Герман: Что значит – обидно, не обидно? Есть разные семьи. У нас такая.

Собчак: Семьи разные – это точно. Возьмем несколько фамилий. Бондарчук, Тодоровский, Герман. Мне кажется, у всех вас – «поколения детей» – должно быть ощущение слишком высокой планки, которую не перешагнуть.



Герман: Конечно, такая проблема есть. Конечно, хочется на этом фоне стать крутым, «взять высоту», перепрыгнуть планку.

Соколова: Насчет крутизны мне забавную историю рассказывала Энрика, жена Антониони, про Андрея Тарковского. Тарковский несколько раз гостил у Антониони на вилле. Микеланджело Антониони был очень богатым человеком – великолепным плейбоем и бонвиваном своего времени. У него был шикарный дом в Умбрии, лучшие машины и даже игрушечный радиоуправляемый флот.

Герман: Игрушечный флот! Хочу быть богатым и иметь игрушечный флот!

Соколова: Тарковский дико комплексовал, что Антониони признанный и богатый, а он бедный и звать его никак. Поэтому каждое утро он – загорелый и стройный – медленным шагом отправлялся к самой опасной в округе отвесной скале и прыгал с нее в море. Антониони каждый раз морщился.

Герман: Хорошая история. Я читал, как Тарковский был в Каннах на фестивале и у всех взволнованно и даже суетливо выяснял – какие сплетни, кто что получит? Когда я это читал, я думал, господи, зачем это ему, человеку, который снял «Рублева» – лучший фильм на Земле?! Что ему в этих побрякушках?

Собчак: Недавно вышла книга «Дневники Тарковского». Я помню одну его фразу оттуда. Что-то вроде: «Мы обсуждаем совместный проект. Меня пригласили поучаствовать. Я, Бергман и Антониони. При чем здесь Антониони?»

Соколова: Похоже, не давал покоя игрушечный флот!

Собчак: А какие сейчас понты у режиссеров?

Герман: Откуда я знаю?

Соколова: Я вас сейчас процитирую.

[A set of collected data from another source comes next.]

//! Dense attention over gathered cache contents, used to validate
//! [`paged_attention`](crate::paged_attention).
//!
//! Keys and values are gathered into contiguous `[num_kv_heads, ctx,
//! head_size]` tensors per sequence and attended with candle's matmul and
//! softmax, so the reduction shares no code with the partitioned kernel.

use candle_core::{DType, Device, Tensor};
use candle_nn::ops::softmax_last_dim;
use opkit_core::{checks::expect_same_device, host::read_f32, Result};

use crate::core::PagedAttentionConfig;
use crate::kv_cache::{read_cache, CacheLayout};
use crate::paged::{query_dims, read_alibi, read_sequence_tables};

/// Gathers `[num_kv_heads, ctx, head_size]` keys and values of one sequence.
fn gather_sequence(
    layout: &CacheLayout,
    keys: &[f32],
    values: &[f32],
    blocks: &[usize],
    ctx: usize,
    device: &Device,
) -> Result<(Tensor, Tensor)> {
    let CacheLayout {
        num_kv_heads,
        head_size,
        block_size,
        ..
    } = *layout;
    let mut k = Vec::with_capacity(num_kv_heads * ctx * head_size);
    let mut v = Vec::with_capacity(k.capacity());
    for head in 0..num_kv_heads {
        for token in 0..ctx {
            let (block, offset) = (blocks[token / block_size], token % block_size);
            for dim in 0..head_size {
                k.push(keys[layout.key_index(block, head, offset, dim)]);
                v.push(values[layout.value_index(block, head, offset, dim)]);
            }
        }
    }
    Ok((
        Tensor::from_vec(k, (num_kv_heads, ctx, head_size), device)?,
        Tensor::from_vec(v, (num_kv_heads, ctx, head_size), device)?,
    ))
}

/// `[num_seqs, num_heads, head_size]` attention output in the query dtype.
#[allow(clippy::too_many_arguments)]
pub fn reference_paged_attention(
    query: &Tensor,
    key_cache: &Tensor,
    value_cache: &Tensor,
    block_tables: &Tensor,
    context_lens: &Tensor,
    alibi_slopes: Option<&Tensor>,
    config: &PagedAttentionConfig,
) -> Result<Tensor> {
    expect_same_device(&[(query, "query"), (key_cache, "key_cache"), (value_cache, "value_cache")])?;
    let layout = CacheLayout::from_caches(key_cache, value_cache)?;
    let (num_seqs, num_heads) = query_dims(query, &layout, config)?;
    let tables = read_sequence_tables(block_tables, context_lens, num_seqs, &layout, config.max_context_len)?;
    let slopes = read_alibi(alibi_slopes, num_heads)?;
    let keys = read_cache(key_cache, "key_cache", config.kv_cache_dtype, config.k_scale)?;
    let values = read_cache(value_cache, "value_cache", config.kv_cache_dtype, config.v_scale)?;

    let device = Device::Cpu;
    let kvh = config.num_kv_heads;
    let group = num_heads / kvh;
    let head_size = layout.head_size;
    let q = Tensor::from_vec(read_f32(query)?, (num_seqs, num_heads, head_size), &device)?;

    let mut outputs = Vec::with_capacity(num_seqs);
    for seq in 0..num_seqs {
        let ctx = tables.context_lens[seq];
        if ctx == 0 {
            outputs.push(Tensor::zeros((num_heads, head_size), DType::F32, &device)?);
            continue;
        }
        let (k, v) = gather_sequence(&layout, &keys, &values, &tables.blocks[seq], ctx, &device)?;
        let q_seq = q.get(seq)?.reshape((kvh, group, head_size))?;
        let mut scores = (q_seq.matmul(&k.transpose(1, 2)?.contiguous()?)? * config.scale as f64)?;
        if let Some(slopes) = &slopes {
            let bias: Vec<f32> = slopes
                .iter()
                .flat_map(|&s| (0..ctx).map(move |t| s * (t as f32 - ctx as f32 + 1.0)))
                .collect();
            scores = (scores + Tensor::from_vec(bias, (kvh, group, ctx), &device)?)?;
        }
        let probs = softmax_last_dim(&scores)?;
        outputs.push(probs.matmul(&v)?.reshape((num_heads, head_size))?);
    }
    let out = Tensor::stack(&outputs, 0)?.to_dtype(query.dtype())?;
    Ok(out.to_device(query.device())?)
}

По памяти. «Мне все равно, на чем подъезжать, но если у меня будет выбор между автомобилем узбекской сборки и „Феррари“, вряд ли я выберу узбекскую сборку».

Герман: Это какое-то старое интервью. Вы хотите, чтобы я сейчас сидел и врал? Конечно, я предпочитаю «Жигулям» «Феррари», которой у меня никогда не будет.

Соколова: Почему?

Герман: Потому что такая профессия.

Соколова: У Антониони была.

Собчак: А у Федора Бондарчука «Бентли».

Герман: Это... Федор Бондарчук. Куда мне до великих?

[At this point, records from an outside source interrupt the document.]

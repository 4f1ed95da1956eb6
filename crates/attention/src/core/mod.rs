//! Types shared by the paged attention operator and the cache writers.

pub mod config;

pub use config::{KvCacheDtype, PagedAttentionConfig};
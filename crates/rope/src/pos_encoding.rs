//! Position-indexed rotary embedding applied in place to query/key buffers.
//!
//! `query` is `[.., num_heads * head_size]` and `key` is
//! `[.., num_kv_heads * head_size]`, with one leading entry per element of
//! `positions`. `cos_cache`/`sin_cache` are `[max_position, rot_dim / 2]`
//! and always hold the front half of each row, expanded per style.

use candle_core::{CpuStorage, InplaceOp1, Layout, Tensor};
use opkit_core::{
    checks::{expect_index_dtype, expect_rank},
    dtype::ensure_float,
    host::{read_indices, with_f32_slice_mut},
    testing::log_call,
    OpError, Result,
};

use crate::kernel::{rotate_tokens_in_place, AngleTable, Direction, Segment};
use crate::style::{validate_rotary_width, RopeOptions, RotateStyle};

struct RotaryInPlace<'a> {
    name: &'static str,
    table: &'a AngleTable,
    rows: &'a [usize],
    head_size: usize,
    offset: usize,
    style: RotateStyle,
}

impl InplaceOp1 for RotaryInPlace<'_> {
    fn name(&self) -> &'static str {
        self.name
    }

    fn cpu_fwd(&self, storage: &mut CpuStorage, layout: &Layout) -> candle_core::Result<()> {
        with_f32_slice_mut(storage, layout, self.name, |values| {
            let heads = values.len() / (self.rows.len() * self.head_size).max(1);
            let segment = Segment {
                offset: self.offset,
                table: self.table,
                rows: self.rows,
            };
            rotate_tokens_in_place(values, heads, self.head_size, &[segment], self.style, Direction::Forward);
            Ok(())
        })
    }
}

fn check_target(tensor: &Tensor, name: &'static str, op: &'static str, tokens: usize, head_size: usize) -> Result<()> {
    ensure_float(tensor.dtype(), name)?;
    if !tensor.device().is_cpu() {
        return Err(OpError::UnsupportedDevice { op });
    }
    if !tensor.is_contiguous() {
        return Err(OpError::argument(name, "in-place rotary target must be contiguous"));
    }
    let width = tensor.dims().last().copied().unwrap_or(0);
    if width == 0 || width % head_size != 0 || tensor.elem_count() != tokens * width {
        return Err(OpError::shape(format!(
            "{name} {:?} must be [.., heads * {head_size}] with {tokens} tokens",
            tensor.dims()
        )));
    }
    Ok(())
}

fn rows_from(positions: &Tensor, offsets: Option<&Tensor>) -> Result<Vec<usize>> {
    expect_index_dtype(positions, "positions")?;
    let mut rows = read_indices(positions, "positions")?;
    if let Some(offsets) = offsets {
        expect_index_dtype(offsets, "cos_sin_cache_offsets")?;
        let offsets = read_indices(offsets, "cos_sin_cache_offsets")?;
        if offsets.len() != rows.len() {
            return Err(OpError::shape(format!(
                "cos_sin_cache_offsets has {} entries for {} tokens",
                offsets.len(),
                rows.len()
            )));
        }
        for (row, off) in rows.iter_mut().zip(offsets) {
            *row = row.checked_add(off).ok_or_else(|| {
                OpError::argument("cos_sin_cache_offsets", format!("position {row} + offset {off} overflows"))
            })?;
        }
    }
    rows.into_iter()
        .map(|row| {
            usize::try_from(row).map_err(|_| OpError::argument("positions", format!("negative cache row {row}")))
        })
        .collect()
}

#[allow(clippy::too_many_arguments)]
fn apply(
    op: &'static str,
    positions: &Tensor,
    offsets: Option<&Tensor>,
    query: &Tensor,
    key: &Tensor,
    head_size: usize,
    cos_cache: &Tensor,
    sin_cache: &Tensor,
    is_neox: bool,
    is_nope_first: bool,
    rot_dim: Option<usize>,
) -> Result<()> {
    if head_size == 0 {
        return Err(OpError::argument("head_size", "must be positive"));
    }
    expect_rank(cos_cache, 2, "cos_cache")?;
    expect_rank(sin_cache, 2, "sin_cache")?;
    let style = if is_neox { RotateStyle::Neox } else { RotateStyle::GptJ };
    let opts = RopeOptions::new(style)
        .reuse_freqs_front_part(true)
        .nope_first(is_nope_first);
    let table = AngleTable::from_cos_sin(cos_cache, sin_cache, &opts)?;
    if let Some(rot_dim) = rot_dim {
        if rot_dim != table.rot() {
            return Err(OpError::shape(format!(
                "rot_dim {rot_dim} disagrees with cache width {} (rot_dim / 2 expected)",
                table.rot() / 2
            )));
        }
    }
    validate_rotary_width(table.rot(), head_size)?;

    let rows = rows_from(positions, offsets)?;
    table.check_rows(&rows, "positions")?;
    check_target(query, "query", op, rows.len(), head_size)?;
    check_target(key, "key", op, rows.len(), head_size)?;

    let kernel = RotaryInPlace {
        name: op,
        table: &table,
        rows: &rows,
        head_size,
        offset: opts.rotary_offset(head_size, table.rot()),
        style,
    };
    query.inplace_op1(&kernel)?;
    key.inplace_op1(&kernel)?;
    Ok(())
}

/// Rotates `query` and `key` in place using row `positions[t]` of the caches.
#[allow(clippy::too_many_arguments)]
pub fn rotary_embedding(
    positions: &Tensor,
    query: &Tensor,
    key: &Tensor,
    head_size: usize,
    cos_cache: &Tensor,
    sin_cache: &Tensor,
    is_neox: bool,
    is_nope_first: bool,
) -> Result<()> {
    log_call(
        "rotary_embedding",
        &[("positions", positions), ("query", query), ("key", key), ("cos_cache", cos_cache)],
    );
    apply(
        "rotary_embedding",
        positions,
        None,
        query,
        key,
        head_size,
        cos_cache,
        sin_cache,
        is_neox,
        is_nope_first,
        None,
    )
}

/// [`rotary_embedding`] reading row `positions[t] + cos_sin_cache_offsets[t]`,
/// for batches that pack several scaled caches into one table.
#[allow(clippy::too_many_arguments)]
pub fn batched_rotary_embedding(
    positions: &Tensor,
    query: &Tensor,
    key: &Tensor,
    head_size: usize,
    cos_cache: &Tensor,
    sin_cache: &Tensor,
    is_neox: bool,
    is_nope_first: bool,
    rot_dim: usize,
    cos_sin_cache_offsets: &Tensor,
) -> Result<()> {
    log_call(
        "batched_rotary_embedding",
        &[
            ("positions", positions),
            ("query", query),
            ("key", key),
            ("cos_cache", cos_cache),
            ("offsets", cos_sin_cache_offsets),
        ],
    );
    apply(
        "batched_rotary_embedding",
        positions,
        Some(cos_sin_cache_offsets),
        query,
        key,
        head_size,
        cos_cache,
        sin_cache,
        is_neox,
        is_nope_first,
        Some(rot_dim),
    )
}

#[cfg(test)]
mod tests {
    use super::*;
    use crate::rope_cached_fwd;
    use candle_core::{DType, Device};

    fn caches(rows: usize, half: usize) -> (Tensor, Tensor) {
        let angles: Vec<f32> = (0..rows * half).map(|i| i as f32 * 0.11).collect();
        let angles = Tensor::from_vec(angles, (rows, half), &Device::Cpu).unwrap();
        (angles.cos().unwrap(), angles.sin().unwrap())
    }

    #[test]
    fn overflowing_offsets_are_rejected() -> Result<()> {
        let device = Device::Cpu;
        let positions = Tensor::from_vec(vec![i64::MAX, 1], 2, &device)?;
        let offsets = Tensor::from_vec(vec![1i64, 2], 2, &device)?;
        assert!(matches!(
            rows_from(&positions, Some(&offsets)),
            Err(OpError::InvalidArgument { arg: "cos_sin_cache_offsets", .. })
        ));
        let positions = Tensor::from_vec(vec![3i64, 1], 2, &device)?;
        assert_eq!(rows_from(&positions, Some(&offsets))?, vec![4, 3]);
        Ok(())
    }

    #[test]
    fn matches_out_of_place_cached_variant() -> Result<()> {
        let device = Device::Cpu;
        let (tokens, heads, head_size) = (3usize, 2usize, 8usize);
        let (cos, sin) = caches(6, 2);
        let data: Vec<f32> = (0..tokens * heads * head_size).map(|i| (i as f32 * 0.3).sin()).collect();
        let query = Tensor::from_vec(data.clone(), (tokens, heads * head_size), &device)?;
        let key = Tensor::from_vec(data[..tokens * head_size].to_vec(), (tokens, head_size), &device)?;
        let positions = Tensor::from_vec(vec![4i64, 0, 2], tokens, &device)?;

        let reference_input = Tensor::from_vec(data, (tokens, 1, heads, head_size), &device)?;
        let rows = Tensor::from_vec(vec![4u32, 0, 2], tokens, &device)?;
        let cos_rows = cos.index_select(&rows, 0)?.reshape((tokens, 1, 1, 2))?;
        let sin_rows = sin.index_select(&rows, 0)?.reshape((tokens, 1, 1, 2))?;
        let opts = RopeOptions::new(RotateStyle::GptJ).reuse_freqs_front_part(true).nope_first(true);
        let expected = rope_cached_fwd(&reference_input, &cos_rows, &sin_rows, &opts)?;

        rotary_embedding(&positions, &query, &key, head_size, &cos, &sin, false, true)?;
        let diff = (query.reshape((tokens, 1, heads, head_size))? - expected)?
            .abs()?
            .max_all()?
            .to_vec0::<f32>()?;
        assert!(diff < 1e-6);
        Ok(())
    }

    #[test]
    fn batched_offsets_shift_rows() -> Result<()> {
        let device = Device::Cpu;
        let (cos, sin) = caches(8, 2);
        let base = Tensor::from_vec((0..2 * 4).map(|i| i as f32).collect::<Vec<_>>(), (2, 4), &device)?;
        let (q1, k1) = (base.copy()?, base.copy()?);
        let (q2, k2) = (base.copy()?, base.copy()?);

        let positions = Tensor::from_vec(vec![1i64, 2], 2, &device)?;
        let offsets = Tensor::from_vec(vec![3i64, 3], 2, &device)?;
        batched_rotary_embedding(&positions, &q1, &k1, 4, &cos, &sin, true, false, 4, &offsets)?;
        let shifted = Tensor::from_vec(vec![4i64, 5], 2, &device)?;
        rotary_embedding(&shifted, &q2, &k2, 4, &cos, &sin, true, false)?;
        assert_eq!(q1.to_vec2::<f32>()?, q2.to_vec2::<f32>()?);
        assert_eq!(k1.to_vec2::<f32>()?, k2.to_vec2::<f32>()?);

        assert!(batched_rotary_embedding(&positions, &q1, &k1, 4, &cos, &sin, true, false, 8, &offsets).is_err());
        Ok(())
    }

    #[test]
    fn rejects_positions_beyond_the_cache() -> Result<()> {
        let device = Device::Cpu;
        let (cos, sin) = caches(2, 2);
        let q = Tensor::zeros((1, 4), DType::F32, &device)?;
        let k = Tensor::zeros((1, 4), DType::F32, &device)?;
        let positions = Tensor::from_vec(vec![2i64], 1, &device)?;
        assert!(matches!(
            rotary_embedding(&positions, &q, &k, 4, &cos, &sin, true, false),
            Err(OpError::InvalidArgument { .. })
        ));
        Ok(())
    }
}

Собчак: Сейчас в вашей интонации было поболыше скепсиса, чем у Тарковского про Антониони.

Герман: Нет, ничего подобного.

Собчак: Понравилась вам «9 рота»?

Герман: Не самое плохое кино.

Собчак: Дипломатично. Есть режиссеры вашего поколения, чье творчество вы уважаете?

Герман: Да, конечно. Илья Хржановский. Очень понравился «Коктебель» Хлебникова.

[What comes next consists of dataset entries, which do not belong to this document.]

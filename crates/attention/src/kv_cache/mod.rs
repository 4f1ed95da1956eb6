//! Block-organized key/value caches: layout, writers and block bookkeeping.

pub mod allocator;
pub mod block_table;
pub mod layout;
pub mod storage;
pub mod writer;

#[cfg(test)]
mod tests;

pub use allocator::{BlockAllocator, BlockAllocatorStats, BlockId};
pub use block_table::BlockTable;
pub use layout::CacheLayout;
pub use storage::{cache_storage_dtype, read_cache};
pub use writer::reshape_and_cache;
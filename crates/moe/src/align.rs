//! Groups routed token slots by expert and pads each expert's run to a
//! multiple of the GEMM block size.
//!
//! A slot is `token * topk + j` in the flattened `topk_ids`. Padding entries
//! hold the sentinel `M * topk`.

use candle_core::{Device, Tensor};
use opkit_core::{checks::expect_index_dtype, host::read_indices, OpError, Result};

/// Host form of the alignment used by the expert kernels.
#[derive(Debug, Clone, PartialEq, Eq)]
pub struct ExpertBlocks {
    pub block_size: usize,
    /// Slots sorted by expert, each expert padded with [`Self::sentinel`].
    pub sorted_token_ids: Vec<usize>,
    /// Expert of each `block_size` run of `sorted_token_ids`.
    pub expert_ids: Vec<usize>,
    /// Real (non-padding) slots in each block.
    pub token_nums: Vec<usize>,
    pub sentinel: usize,
}

impl ExpertBlocks {
    pub fn num_tokens_post_padded(&self) -> usize {
        self.sorted_token_ids.len()
    }

    pub fn num_blocks(&self) -> usize {
        self.expert_ids.len()
    }

    /// `(expert, real slots)` of block `idx`.
    pub fn block(&self, idx: usize) -> (usize, &[usize]) {
        let start = idx * self.block_size;
        (
            self.expert_ids[idx],
            &self.sorted_token_ids[start..start + self.token_nums[idx]],
        )
    }
}

pub fn align_slots(ids: &[usize], block_size: usize, num_experts: usize) -> Result<ExpertBlocks> {
    if block_size == 0 {
        return Err(OpError::argument("block_size", "must be positive"));
    }
    let sentinel = ids.len();
    let mut per_expert: Vec<Vec<usize>> = vec![Vec::new(); num_experts];
    for (slot, &expert) in ids.iter().enumerate() {
        per_expert
            .get_mut(expert)
            .ok_or_else(|| OpError::argument("topk_ids", format!("expert {expert} >= num_experts {num_experts}")))?
            .push(slot);
    }
    let mut blocks = ExpertBlocks {
        block_size,
        sorted_token_ids: Vec::with_capacity(sentinel + num_experts * (block_size - 1)),
        expert_ids: Vec::new(),
        token_nums: Vec::new(),
        sentinel,
    };
    for (expert, slots) in per_expert.into_iter().enumerate() {
        for chunk in slots.chunks(block_size) {
            blocks.sorted_token_ids.extend_from_slice(chunk);
            blocks
                .sorted_token_ids
                .extend(std::iter::repeat(sentinel).take(block_size - chunk.len()));
            blocks.expert_ids.push(expert);
            blocks.token_nums.push(chunk.len());
        }
    }
    Ok(blocks)
}

/// Tensor outputs of [`moe_align_block_size`], all `U32`.
#[derive(Debug, Clone)]
pub struct AlignedTokens {
    pub sorted_token_ids: Tensor,
    pub expert_ids: Tensor,
    pub token_nums: Tensor,
    pub num_tokens_post_padded: usize,
}

fn u32_tensor(values: &[usize], name: &'static str, device: &Device) -> Result<Tensor> {
    let values = values
        .iter()
        .map(|&v| u32::try_from(v).map_err(|_| OpError::argument(name, format!("{v} does not fit in u32"))))
        .collect::<Result<Vec<u32>>>()?;
    let len = values.len();
    Ok(Tensor::from_vec(values, len, device)?)
}

/// Aligns `topk_ids` (`[M, topk]`) for block GEMMs of `block_size` rows.
pub fn moe_align_block_size(topk_ids: &Tensor, block_size: usize, num_experts: usize) -> Result<AlignedTokens> {
    expect_index_dtype(topk_ids, "topk_ids")?;
    let ids = read_indices(topk_ids, "topk_ids")?
        .into_iter()
        .map(|id| usize::try_from(id).map_err(|_| OpError::argument("topk_ids", format!("negative expert id {id}"))))
        .collect::<Result<Vec<_>>>()?;
    let blocks = align_slots(&ids, block_size, num_experts)?;
    let device = topk_ids.device();
    Ok(AlignedTokens {
        sorted_token_ids: u32_tensor(&blocks.sorted_token_ids, "sorted_token_ids", device)?,
        expert_ids: u32_tensor(&blocks.expert_ids, "expert_ids", device)?,
        token_nums: u32_tensor(&blocks.token_nums, "token_nums", device)?,
        num_tokens_post_padded: blocks.num_tokens_post_padded(),
    })
}
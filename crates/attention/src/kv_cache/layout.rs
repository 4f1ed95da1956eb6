//! Index math for block-organized key/value caches.
//!
//! * key cache: `[num_blocks, num_kv_heads, head_size / x, block_size, x]`,
//!   so `x` consecutive channels of one token are adjacent in memory,
//! * value cache: `[num_blocks, num_kv_heads, head_size, block_size]`.
//!
//! A flat slot `s` addresses token `s % block_size` of block `s / block_size`.

use candle_core::{DType, Device, Tensor};
use opkit_core::{checks::expect_rank, OpError, Result};

/// Bytes packed per key-cache vector.
const KEY_VECTOR_BYTES: usize = 16;

#[derive(Debug, Clone, Copy, PartialEq, Eq)]
pub struct CacheLayout {
    pub num_blocks: usize,
    pub num_kv_heads: usize,
    pub head_size: usize,
    pub block_size: usize,
    /// Channels packed together in the key cache.
    pub x: usize,
}

impl CacheLayout {
    pub fn new(num_blocks: usize, num_kv_heads: usize, head_size: usize, block_size: usize, x: usize) -> Result<Self> {
        if block_size == 0 || num_kv_heads == 0 || head_size == 0 {
            return Err(OpError::shape(format!(
                "cache layout needs positive kv heads, head size and block size, got \
                 heads={num_kv_heads} head_size={head_size} block_size={block_size}"
            )));
        }
        if x == 0 || head_size % x != 0 {
            return Err(OpError::shape(format!(
                "head_size {head_size} is not a multiple of the key vector width {x}"
            )));
        }
        Ok(Self {
            num_blocks,
            num_kv_heads,
            head_size,
            block_size,
            x,
        })
    }

    /// Layout whose key vectors pack 16 bytes of `dtype`.
    pub fn for_dtype(
        num_blocks: usize,
        num_kv_heads: usize,
        head_size: usize,
        block_size: usize,
        dtype: DType,
    ) -> Result<Self> {
        let x = (KEY_VECTOR_BYTES / dtype.size_in_bytes()).clamp(1, head_size.max(1));
        Self::new(num_blocks, num_kv_heads, head_size, block_size, x)
    }

    /// Reads the layout back from a pair of cache tensors.
    pub fn from_caches(key_cache: &Tensor, value_cache: &Tensor) -> Result<Self> {
        let kd = expect_rank(key_cache, 5, "key_cache")?;
        let vd = expect_rank(value_cache, 4, "value_cache")?;
        let layout = Self::new(kd[0], kd[1], kd[2] * kd[4], kd[3], kd[4])?;
        if vd != layout.value_shape() {
            return Err(OpError::shape(format!(
                "value_cache {vd:?} does not match key_cache {kd:?}; expected {:?}",
                layout.value_shape()
            )));
        }
        Ok(layout)
    }

    pub fn key_shape(&self) -> [usize; 5] {
        [
            self.num_blocks,
            self.num_kv_heads,
            self.head_size / self.x,
            self.block_size,
            self.x,
        ]
    }

    pub fn value_shape(&self) -> [usize; 4] {
        [self.num_blocks, self.num_kv_heads, self.head_size, self.block_size]
    }

    pub fn num_slots(&self) -> usize {
        self.num_blocks * self.block_size
    }

    /// `(block, token_in_block)` of a flat slot.
    pub fn split_slot(&self, slot: usize) -> (usize, usize) {
        (slot / self.block_size, slot % self.block_size)
    }

    #[inline]
    pub fn key_index(&self, block: usize, head: usize, token: usize, dim: usize) -> usize {
        let vectors = self.head_size / self.x;
        (((block * self.num_kv_heads + head) * vectors + dim / self.x) * self.block_size + token) * self.x
            + dim % self.x
    }

    #[inline]
    pub fn value_index(&self, block: usize, head: usize, token: usize, dim: usize) -> usize {
        ((block * self.num_kv_heads + head) * self.head_size + dim) * self.block_size + token
    }

    /// Zeroed key and value caches.
    pub fn allocate(&self, dtype: DType, device: &Device) -> Result<(Tensor, Tensor)> {
        log::info!(
            "kv-cache init: blocks={} kv_heads={} head_size={} block_size={} x={} dtype={:?}",
            self.num_blocks,
            self.num_kv_heads,
            self.head_size,
            self.block_size,
            self.x,
            dtype
        );
        Ok((
            Tensor::zeros(&self.key_shape()[..], dtype, device)?,
            Tensor::zeros(&self.value_shape()[..], dtype, device)?,
        ))
    }
}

Собчак: Подождите! Я все-таки, извините, хочу вас вернуть к теме. Вот вы говорите: я очень уважаю, что делает Федя. Но при этом две секунды назад, сделав очень характерное выражение лица, вы сказали: «Ну куда мне до великих?» В этом была ирония. Завидуете все-таки «Бентли»?

Герман: Ничего подобного.

Соколова: А на чем ездите вы?

Герман: Сейчас меня возит водитель Николай на «Рено», которому лет пятнадцать.

Собчак: Интеллигентские заморочки. Хотя Алексей в этом смысле даже радует – эффектно выбивается из среды...

Соколова: ...владелыцев «Бентли». Ты сегодня, кстати, на «континентале», дорогая?

Герман: У нас разная среда.

Собчак: Гламур vs антигламур. Действительно, существует такой расхожий образ – режиссера-интеллигента, снимающего арт-хаусное кино, где в кадре все время драматические события, персонажи многозначительно молчат, звучат песни Окуджавы. Святая обязанность деятеля арт-хауса – неискренне порицать гламур вообще и Федю на «Бентли» в частности. Вы хотя бы не порицаете. Что уже внушает если не доверие, то симпатию. Потому что у нас принято очень жесткое разделение. Вот есть гламурные режиссеры, коммерческие фильмы. И есты арт-хаус. С такими «подстраховками» в виде очены правильной темы – Юрий Гагарин, полет в космос, мучения, интеллигенция, Булат Окуджава.